Angela Browne, a Denver social psychologist who in 1984 conducted one of several often-cited studies of women accused of murdering or attempting to murder a spouse or boyfriend, noted that, according to FBI statistics, "fewer men are charged with first- or second-degree murder for killing a woman they have known than are women who kill a man they have known." In her study of 42 cases, Browne found that 92% of the attacked men had arrest records and more than 80% drank heavily.

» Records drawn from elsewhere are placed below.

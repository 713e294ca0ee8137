//! Doge Dash - web-controllable supervisor for a local Dogecoin miner
//!
//! This crate provides the process-management core behind a mining dashboard:
//! - Supervision of an external `cpuminer` (scrypt) subprocess
//! - Non-blocking parsing of the miner's log stream for shares and hashrate
//! - Host resource sampling (CPU, memory, temperature, uptime)
//! - Aggregation of both into a single status payload for a web front end

#![warn(missing_docs)]
#![forbid(unsafe_code)]

/// Miner subprocess supervision, launch command construction and log parsing
pub mod miner;

/// Host resource sampling
pub mod monitor;

/// Composite status reporting for the web layer
pub mod status;

/// Utility functions and error handling
pub mod utils;

/// Command-line interface definitions
pub mod cli;

/// Configuration management
pub mod config;

/// Shared type definitions
pub mod types;

// Core exports
pub use cli::Commands;
pub use config::Config;
pub use miner::{MinerCommand, MiningStatus, MiningSupervisor, StatusDelta};
pub use monitor::{ResourceSnapshot, SystemSampler};
pub use status::{StatusAggregator, StatusReport};
pub use types::ApiResponse;
pub use utils::{MinerError, init_logging};
// src/cli/mod.rs
//! Command-line interface for the dashboard core

/// Command and option definitions
pub mod commands;

pub use commands::{Action, Commands};
// src/config/config.rs
use crate::utils::error::MinerError;
use serde::{Deserialize, Serialize};
use std::path::PathBuf;

/// Main configuration structure for the mining dashboard
///
/// Contains the defaults handed to the supervisor at construction (pool,
/// wallet, thread count) and the settings of the monitoring loop. Every field
/// has a serde default so a partial or empty file still loads.
#[derive(Debug, Serialize, Deserialize)]
pub struct Config {
    /// Default mining pool connection string, used when a start request
    /// carries no pool of its own
    #[serde(default = "default_pool")]
    pub pool: String,

    /// Default wallet address (may be empty, in which case every start
    /// request must supply one)
    #[serde(default)]
    pub wallet: String,

    /// Number of miner threads passed as `--threads=<N>`
    /// (default: number of CPU cores)
    #[serde(default = "default_threads")]
    pub threads: usize,

    /// Seconds between status samples in the monitoring loop
    #[serde(default = "default_monitor_interval")]
    pub monitor_interval_secs: u64,

    /// CPU temperature (Celsius) above which a warning is logged
    #[serde(default = "default_temperature_warning")]
    pub temperature_warning: f32,

    /// Explicit path to the miner executable, overriding the per-platform
    /// lookup when set
    #[serde(default)]
    pub miner_path: Option<PathBuf>,
}

fn default_pool() -> String {
    "stratum+tcp://pool.systm.org:22550".into()
}

fn default_threads() -> usize {
    num_cpus::get()
}

fn default_monitor_interval() -> u64 {
    5
}

fn default_temperature_warning() -> f32 {
    70.0
}

impl Default for Config {
    fn default() -> Self {
        Config {
            pool: default_pool(),
            wallet: String::new(),
            threads: default_threads(),
            monitor_interval_secs: default_monitor_interval(),
            temperature_warning: default_temperature_warning(),
            miner_path: None,
        }
    }
}

impl Config {
    /// Loads configuration from a file
    ///
    /// # Arguments
    /// * `path` - Path to the configuration file (TOML format)
    ///
    /// # Returns
    /// * `Ok(Config)` - Successfully loaded configuration
    /// * `Err(MinerError)` - If file couldn't be read or parsed
    pub fn load(path: impl Into<PathBuf>) -> Result<Self, MinerError> {
        let path = path.into();
        let config_str = std::fs::read_to_string(&path).map_err(|e| {
            MinerError::ConfigError(format!(
                "Failed to read config at {}: {}",
                path.display(),
                e
            ))
        })?;

        toml::from_str(&config_str)
            .map_err(|e| MinerError::ConfigError(format!("Invalid config format: {}", e)))
    }

    /// Generates a configuration template string
    ///
    /// # Returns
    /// String containing a commented TOML configuration template
    pub fn generate_template() -> String {
        let mut template = String::new();
        template.push_str("# Doge Dash Configuration\n\n");
        template.push_str("# Default Dogecoin pool (scrypt)\n");
        template.push_str("pool = \"stratum+tcp://pool.systm.org:22550\"\n");
        template.push_str("# Payout wallet address; may be left empty and supplied per request\n");
        template.push_str("wallet = \"\"\n");
        template.push_str("# Miner threads (0 entries omitted fall back to CPU count)\n");
        template.push_str("threads = 2\n\n");
        template.push_str("# Seconds between monitoring samples\n");
        template.push_str("monitor_interval_secs = 5\n");
        template.push_str("# Log a warning above this CPU temperature (Celsius)\n");
        template.push_str("temperature_warning = 70.0\n\n");
        template.push_str("# Uncomment to point at a specific miner binary\n");
        template.push_str("# miner_path = \"/usr/local/bin/cpuminer\"\n");

        template
    }
}

#[cfg(test)]
mod tests {
    use super::*;

    #[test]
    fn empty_file_yields_defaults() {
        let config: Config = toml::from_str("").unwrap();
        assert_eq!(config.pool, "stratum+tcp://pool.systm.org:22550");
        assert!(config.wallet.is_empty());
        assert_eq!(config.monitor_interval_secs, 5);
        assert_eq!(config.temperature_warning, 70.0);
        assert!(config.miner_path.is_none());
    }

    #[test]
    fn partial_file_overrides_only_named_fields() {
        let config: Config =
            toml::from_str("wallet = \"D7xyz\"\nthreads = 4\n").unwrap();
        assert_eq!(config.wallet, "D7xyz");
        assert_eq!(config.threads, 4);
        assert_eq!(config.pool, "stratum+tcp://pool.systm.org:22550");
    }

    #[test]
    fn template_is_valid_toml() {
        let template = Config::generate_template();
        let config: Config = toml::from_str(&template).unwrap();
        assert_eq!(config.threads, 2);
    }
}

Of the 36 women whose partners had died, every one was charged with first-degree murder. Twenty of the women eventually received jail sentences, including one of 50 years. Women, Browne concluded, "often face harsher penalties than men who kill their partners." She cites a 1978 case as illustrative of "discrepancies in attitudes which may lead to this uneven sentencing:
"An Indiana prosecutor refused to prosecute for murder a man who beat and kicked his ex-wife to death in the presence of a witness and raped her as she lay dying. Filing a manslaughter charge instead, he commented, 'He didn't mean to kill her. He just meant to give her a good thumping.' "
Ewing became interested in the problems these women face in the criminal justice system when he was a practicing clinical psychologist, and he continued his specialization as a Harvard law student.
There have been unsuccessful efforts over the last decade, he says, to expand the self-defense concept to include women who have been abused over a period of time. Between 75 and 90% of cases are lost even when evidence of abuse is admitted. Ewing would like to see state criminal statutes amended to expand the legal concept of self-defense to a doctrine that includes psychological as well as physical abuse.
Osthoff says that even when abuse is considered, it can be difficult to win an acquittal. "Everyone personalizes these cases, and how people (on juries) deal with it is a real mumbo jumbo.One woman will think, 'Well, I'd never stay in that situation. Why didn't she get away?' Another might think, 'There but for the Grace of God go I.' Men who might themselves be abusers get so freaked out they want the woman to be electrocuted."
Still, the groups that have been at the forefront of the problem express some uneasiness at Ewing's proposal, fearing that it could be used to further restrict the defense available to battered wives who kill. They are concerned that by tailoring laws to apply to certain cases, more people would be excluded than would benefit.
Ewing says he's simply offering another option. A psychological self-defense would not be geared specifically to battered wives on trial but would be available to them. In any case, he writes, "even if the doctrine is never legally recognized . . . if nothing else, the public and political debate it might generate would serve to call significant attention to the serious problem of battering."